** Extracted entries follows **
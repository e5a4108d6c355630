use std::ops::Range;

use crate::utils::mem_reader::{self, MemReader};

/// How the entries of a directory file are laid out.
#[derive(Debug, Clone, Copy, PartialEq, Eq)]
pub struct DirectoryFormat {
    entry_width: usize,
    entry_count: usize,
    sparse_marker: Option<u64>,
}

impl DirectoryFormat {
    /// `EGAHEAD`: 3-byte offsets, with `FF FF FF` marking unused chunks.
    pub const GRAPHICS: Self = Self::new(3, 479, Some(0x00FF_FFFF));

    /// `AUDIOHEAD`: 4-byte offsets, every entry present.
    pub const AUDIO: Self = Self::new(4, 92, None);

    #[must_use]
    pub const fn new(entry_width: usize, entry_count: usize, sparse_marker: Option<u64>) -> Self {
        assert!(entry_width > 0 && entry_width <= 8);
        Self {
            entry_width,
            entry_count,
            sparse_marker,
        }
    }

    #[must_use]
    pub fn with_entry_count(self, entry_count: usize) -> Self {
        Self {
            entry_count,
            ..self
        }
    }

    #[must_use]
    pub fn entry_width(&self) -> usize {
        self.entry_width
    }

    #[must_use]
    pub fn entry_count(&self) -> usize {
        self.entry_count
    }

    /// Size in bytes of a directory file in this format.
    #[must_use]
    pub fn byte_len(&self) -> usize {
        self.entry_width * self.entry_count
    }
}

#[derive(Debug, Clone, Copy, PartialEq, Eq)]
pub enum ChunkOffset {
    Present(usize),
    Sparse,
}

impl ChunkOffset {
    #[must_use]
    pub fn offset(self) -> Option<usize> {
        match self {
            ChunkOffset::Present(offset) => Some(offset),
            ChunkOffset::Sparse => None,
        }
    }
}

#[derive(Debug, thiserror::Error)]
pub enum DirectoryError {
    #[error("Directory entry {index} has no present successor to bound it")]
    NoSuccessor { index: usize },
    #[error("Directory entry {index} is sparse")]
    Sparse { index: usize },
    #[error("Directory index {index} is out of range for {len} entries")]
    IndexOutOfRange { index: usize, len: usize },
    #[error(transparent)]
    Read(#[from] mem_reader::Error),
    #[error("Directory offset {0:#x} does not fit in memory")]
    OffsetTooLarge(u64),
    #[error("Directory must have at least one entry")]
    Empty,
    #[error("Final directory entry must hold the data size, but it is sparse")]
    SparseTerminator,
    #[error("Directory entry {index} at offset {offset} precedes the previous offset {previous}")]
    Decreasing {
        index: usize,
        offset: usize,
        previous: usize,
    },
}

/// The table mapping chunk indices to byte ranges in a data blob.
///
/// The final entry is the size of the blob, so only indices below
/// `len() - 1` name chunks.
#[derive(Debug, Clone)]
pub struct ChunkDirectory {
    entries: Vec<ChunkOffset>,
}

impl ChunkDirectory {
    /// Parses a directory file. Bytes past the expected size are ignored.
    pub fn from_bytes(format: DirectoryFormat, data: &[u8]) -> Result<Self, DirectoryError> {
        let mut reader = MemReader::new("chunk directory", data);
        let mut entries = Vec::with_capacity(format.entry_count);
        for _ in 0..format.entry_count {
            let raw = reader.read_uint_le(format.entry_width)?;
            if format.sparse_marker == Some(raw) {
                entries.push(ChunkOffset::Sparse);
            } else {
                let offset =
                    usize::try_from(raw).map_err(|_| DirectoryError::OffsetTooLarge(raw))?;
                entries.push(ChunkOffset::Present(offset));
            }
        }
        Self::from_entries(entries)
    }

    /// Builds a directory from already-decoded entries, checking that the
    /// terminator is present and that present offsets never decrease.
    pub fn from_entries(entries: Vec<ChunkOffset>) -> Result<Self, DirectoryError> {
        match entries.last() {
            None => return Err(DirectoryError::Empty),
            Some(ChunkOffset::Sparse) => return Err(DirectoryError::SparseTerminator),
            Some(ChunkOffset::Present(_)) => {}
        }
        let mut previous = 0;
        for (index, entry) in entries.iter().enumerate() {
            if let ChunkOffset::Present(offset) = *entry {
                if offset < previous {
                    return Err(DirectoryError::Decreasing {
                        index,
                        offset,
                        previous,
                    });
                }
                previous = offset;
            }
        }
        Ok(Self { entries })
    }

    /// Number of entries, including the size terminator.
    #[must_use]
    pub fn len(&self) -> usize {
        self.entries.len()
    }

    #[must_use]
    pub fn is_empty(&self) -> bool {
        self.entries.is_empty()
    }

    /// Number of slots that can name a chunk.
    #[must_use]
    pub fn chunk_count(&self) -> usize {
        self.entries.len() - 1
    }

    #[must_use]
    pub fn entries(&self) -> &[ChunkOffset] {
        &self.entries
    }

    pub fn entry(&self, index: usize) -> Result<ChunkOffset, DirectoryError> {
        self.entries
            .get(index)
            .copied()
            .ok_or(DirectoryError::IndexOutOfRange {
                index,
                len: self.entries.len(),
            })
    }

    /// The start offset of entry `index`, or `None` if it is sparse or out of
    /// range.
    #[must_use]
    pub fn offset(&self, index: usize) -> Option<usize> {
        self.entries.get(index).and_then(|entry| entry.offset())
    }

    /// The size of the data blob, as recorded in the final entry.
    #[must_use]
    pub fn total_size(&self) -> usize {
        match self.entries.last() {
            Some(ChunkOffset::Present(size)) => *size,
            _ => unreachable!("terminator is checked on construction"),
        }
    }

    /// Whether entry `index` holds an offset. Out-of-range indices are absent.
    #[must_use]
    pub fn is_present(&self, index: usize) -> bool {
        matches!(self.entries.get(index), Some(ChunkOffset::Present(_)))
    }

    /// The half-open byte range of chunk `index`, ending at the next present
    /// entry.
    pub fn byte_range(&self, index: usize) -> Result<Range<usize>, DirectoryError> {
        let ChunkOffset::Present(start) = self.entry(index)? else {
            return Err(DirectoryError::Sparse { index });
        };
        let end = self.entries[index + 1..]
            .iter()
            .find_map(|entry| entry.offset())
            .ok_or(DirectoryError::NoSuccessor { index })?;
        Ok(start..end)
    }
}
use std::io;

const BYTES_PER_LINE: usize = 16;

/// Writes a hex dump of `data` to `output`, one line of 16 bytes at a time.
///
/// `initial_offset` is the offset printed for the first byte, so a dump of a
/// sub-range of a blob lines up with offsets in the blob itself. Lines are
/// aligned to multiples of 16; a leading partial line is padded.
pub fn hex_dump_to<W>(mut output: W, data: &[u8], initial_offset: usize) -> io::Result<()>
where
    W: io::Write,
{
    if data.is_empty() {
        return Ok(());
    }
    let last_offset = initial_offset + data.len() - 1;
    let offset_width = std::cmp::max(4, format!("{last_offset:X}").len());

    let column_header = (0..BYTES_PER_LINE)
        .map(|i| format!("{i:02X}"))
        .collect::<Vec<_>>()
        .join(" ");
    writeln!(output, "{:offset_width$}  {column_header}", "")?;

    let mut line_start = initial_offset - initial_offset % BYTES_PER_LINE;
    while line_start <= last_offset {
        let mut hex = String::with_capacity(BYTES_PER_LINE * 3);
        let mut ascii = String::with_capacity(BYTES_PER_LINE);
        for offset in line_start..line_start + BYTES_PER_LINE {
            if offset < initial_offset || offset > last_offset {
                hex.push_str("   ");
                ascii.push(' ');
                continue;
            }
            let byte = data[offset - initial_offset];
            hex.push_str(&format!("{byte:02X} "));
            ascii.push(if byte.is_ascii_graphic() || byte == b' ' {
                char::from(byte)
            } else {
                '.'
            });
        }
        writeln!(output, "{line_start:0offset_width$X}: {hex} {ascii}")?;
        line_start += BYTES_PER_LINE;
    }
    Ok(())
}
** End of Extracted entries **
● **What is expected**: Transcribe the material in full; every line must match exactly.

● **Answer for this exercise**:
repository e5a4108d6c355630
use std::ops::Range;

use crate::utils::mem_reader::{self, MemReader};

/// How the entries of a directory file are laid out.
#[derive(Debug, Clone, Copy, PartialEq, Eq)]
pub struct DirectoryFormat {
    entry_width: usize,
    entry_count: usize,
    sparse_marker: Option<u64>,
}

impl DirectoryFormat {
    /// `EGAHEAD`: 3-byte offsets, with `FF FF FF` marking unused chunks.
    pub const GRAPHICS: Self = Self::new(3, 479, Some(0x00FF_FFFF));

    /// `AUDIOHEAD`: 4-byte offsets, every entry present.
    pub const AUDIO: Self = Self::new(4, 92, None);

    #[must_use]
    pub const fn new(entry_width: usize, entry_count: usize, sparse_marker: Option<u64>) -> Self {
        assert!(entry_width > 0 && entry_width <= 8);
        Self {
            entry_width,
            entry_count,
            sparse_marker,
        }
    }

    #[must_use]
    pub fn with_entry_count(self, entry_count: usize) -> Self {
        Self {
            entry_count,
            ..self
        }
    }

    #[must_use]
    pub fn entry_width(&self) -> usize {
        self.entry_width
    }

    #[must_use]
    pub fn entry_count(&self) -> usize {
        self.entry_count
    }

    /// Size in bytes of a directory file in this format.
    #[must_use]
    pub fn byte_len(&self) -> usize {
        self.entry_width * self.entry_count
    }
}

#[derive(Debug, Clone, Copy, PartialEq, Eq)]
pub enum ChunkOffset {
    Present(usize),
    Sparse,
}

impl ChunkOffset {
    #[must_use]
    pub fn offset(self) -> Option<usize> {
        match self {
            ChunkOffset::Present(offset) => Some(offset),
            ChunkOffset::Sparse => None,
        }
    }
}

#[derive(Debug, thiserror::Error)]
pub enum DirectoryError {
    #[error("Directory entry {index} has no present successor to bound it")]
    NoSuccessor { index: usize },
    #[error("Directory entry {index} is sparse")]
    Sparse { index: usize },
    #[error("Directory index {index} is out of range for {len} entries")]
    IndexOutOfRange { index: usize, len: usize },
    #[error(transparent)]
    Read(#[from] mem_reader::Error),
    #[error("Directory offset {0:#x} does not fit in memory")]
    OffsetTooLarge(u64),
    #[error("Directory must have at least one entry")]
    Empty,
    #[error("Final directory entry must hold the data size, but it is sparse")]
    SparseTerminator,
    #[error("Directory entry {index} at offset {offset} precedes the previous offset {previous}")]
    Decreasing {
        index: usize,
        offset: usize,
        previous: usize,
    },
}

/// The table mapping chunk indices to byte ranges in a data blob.
///
/// The final entry is the size of the blob, so only indices below
/// `len() - 1` name chunks.
#[derive(Debug, Clone)]
pub struct ChunkDirectory {
    entries: Vec<ChunkOffset>,
}

impl ChunkDirectory {
    /// Parses a directory file. Bytes past the expected size are ignored.
    pub fn from_bytes(format: DirectoryFormat, data: &[u8]) -> Result<Self, DirectoryError> {
        let mut reader = MemReader::new("chunk directory", data);
        let mut entries = Vec::with_capacity(format.entry_count);
        for _ in 0..format.entry_count {
            let raw = reader.read_uint_le(format.entry_width)?;
            if format.sparse_marker == Some(raw) {
                entries.push(ChunkOffset::Sparse);
            } else {
                let offset =
                    usize::try_from(raw).map_err(|_| DirectoryError::OffsetTooLarge(raw))?;
                entries.push(ChunkOffset::Present(offset));
            }
        }
        Self::from_entries(entries)
    }

    /// Builds a directory from already-decoded entries, checking that the
    /// terminator is present and that present offsets never decrease.
    pub fn from_entries(entries: Vec<ChunkOffset>) -> Result<Self, DirectoryError> {
        match entries.last() {
            None => return Err(DirectoryError::Empty),
            Some(ChunkOffset::Sparse) => return Err(DirectoryError::SparseTerminator),
            Some(ChunkOffset::Present(_)) => {}
        }
        let mut previous = 0;
        for (index, entry) in entries.iter().enumerate() {
            if let ChunkOffset::Present(offset) = *entry {
                if offset < previous {
                    return Err(DirectoryError::Decreasing {
                        index,
                        offset,
                        previous,
                    });
                }
                previous = offset;
            }
        }
        Ok(Self { entries })
    }

    /// Number of entries, including the size terminator.
    #[must_use]
    pub fn len(&self) -> usize {
        self.entries.len()
    }

    #[must_use]
    pub fn is_empty(&self) -> bool {
        self.entries.is_empty()
    }

    /// Number of slots that can name a chunk.
    #[must_use]
    pub fn chunk_count(&self) -> usize {
        self.entries.len() - 1
    }

    #[must_use]
    pub fn entries(&self) -> &[ChunkOffset] {
        &self.entries
    }

    pub fn entry(&self, index: usize) -> Result<ChunkOffset, DirectoryError> {
        self.entries
            .get(index)
            .copied()
            .ok_or(DirectoryError::IndexOutOfRange {
                index,
                len: self.entries.len(),
            })
    }

    /// The start offset of entry `index`, or `None` if it is sparse or out of
    /// range.
    #[must_use]
    pub fn offset(&self, index: usize) -> Option<usize> {
        self.entries.get(index).and_then(|entry| entry.offset())
    }

    /// The size of the data blob, as recorded in the final entry.
    #[must_use]
    pub fn total_size(&self) -> usize {
        match self.entries.last() {
            Some(ChunkOffset::Present(size)) => *size,
            _ => unreachable!("terminator is checked on construction"),
        }
    }

    /// Whether entry `index` holds an offset. Out-of-range indices are absent.
    #[must_use]
    pub fn is_present(&self, index: usize) -> bool {
        matches!(self.entries.get(index), Some(ChunkOffset::Present(_)))
    }

    /// The half-open byte range of chunk `index`, ending at the next present
    /// entry.
    pub fn byte_range(&self, index: usize) -> Result<Range<usize>, DirectoryError> {
        let ChunkOffset::Present(start) = self.entry(index)? else {
            return Err(DirectoryError::Sparse { index });
        };
        let end = self.entries[index + 1..]
            .iter()
            .find_map(|entry| entry.offset())
            .ok_or(DirectoryError::NoSuccessor { index })?;
        Ok(start..end)
    }
}
use std::io;

const BYTES_PER_LINE: usize = 16;

/// Writes a hex dump of `data` to `output`, one line of 16 bytes at a time.
///
/// `initial_offset` is the offset printed for the first byte, so a dump of a
/// sub-range of a blob lines up with offsets in the blob itself. Lines are
/// aligned to multiples of 16; a leading partial line is padded.
pub fn hex_dump_to<W>(mut output: W, data: &[u8], initial_offset: usize) -> io::Result<()>
where
    W: io::Write,
{
    if data.is_empty() {
        return Ok(());
    }
    let last_offset = initial_offset + data.len() - 1;
    let offset_width = std::cmp::max(4, format!("{last_offset:X}").len());

    let column_header = (0..BYTES_PER_LINE)
        .map(|i| format!("{i:02X}"))
        .collect::<Vec<_>>()
        .join(" ");
    writeln!(output, "{:offset_width$}  {column_header}", "")?;

    let mut line_start = initial_offset - initial_offset % BYTES_PER_LINE;
    while line_start <= last_offset {
        let mut hex = String::with_capacity(BYTES_PER_LINE * 3);
        let mut ascii = String::with_capacity(BYTES_PER_LINE);
        for offset in line_start..line_start + BYTES_PER_LINE {
            if offset < initial_offset || offset > last_offset {
                hex.push_str("   ");
                ascii.push(' ');
                continue;
            }
            let byte = data[offset - initial_offset];
            hex.push_str(&format!("{byte:02X} "));
            ascii.push(if byte.is_ascii_graphic() || byte == b' ' {
                char::from(byte)
            } else {
                '.'
            });
        }
        writeln!(output, "{line_start:0offset_width$X}: {hex} {ascii}")?;
        line_start += BYTES_PER_LINE;
    }
    Ok(())
}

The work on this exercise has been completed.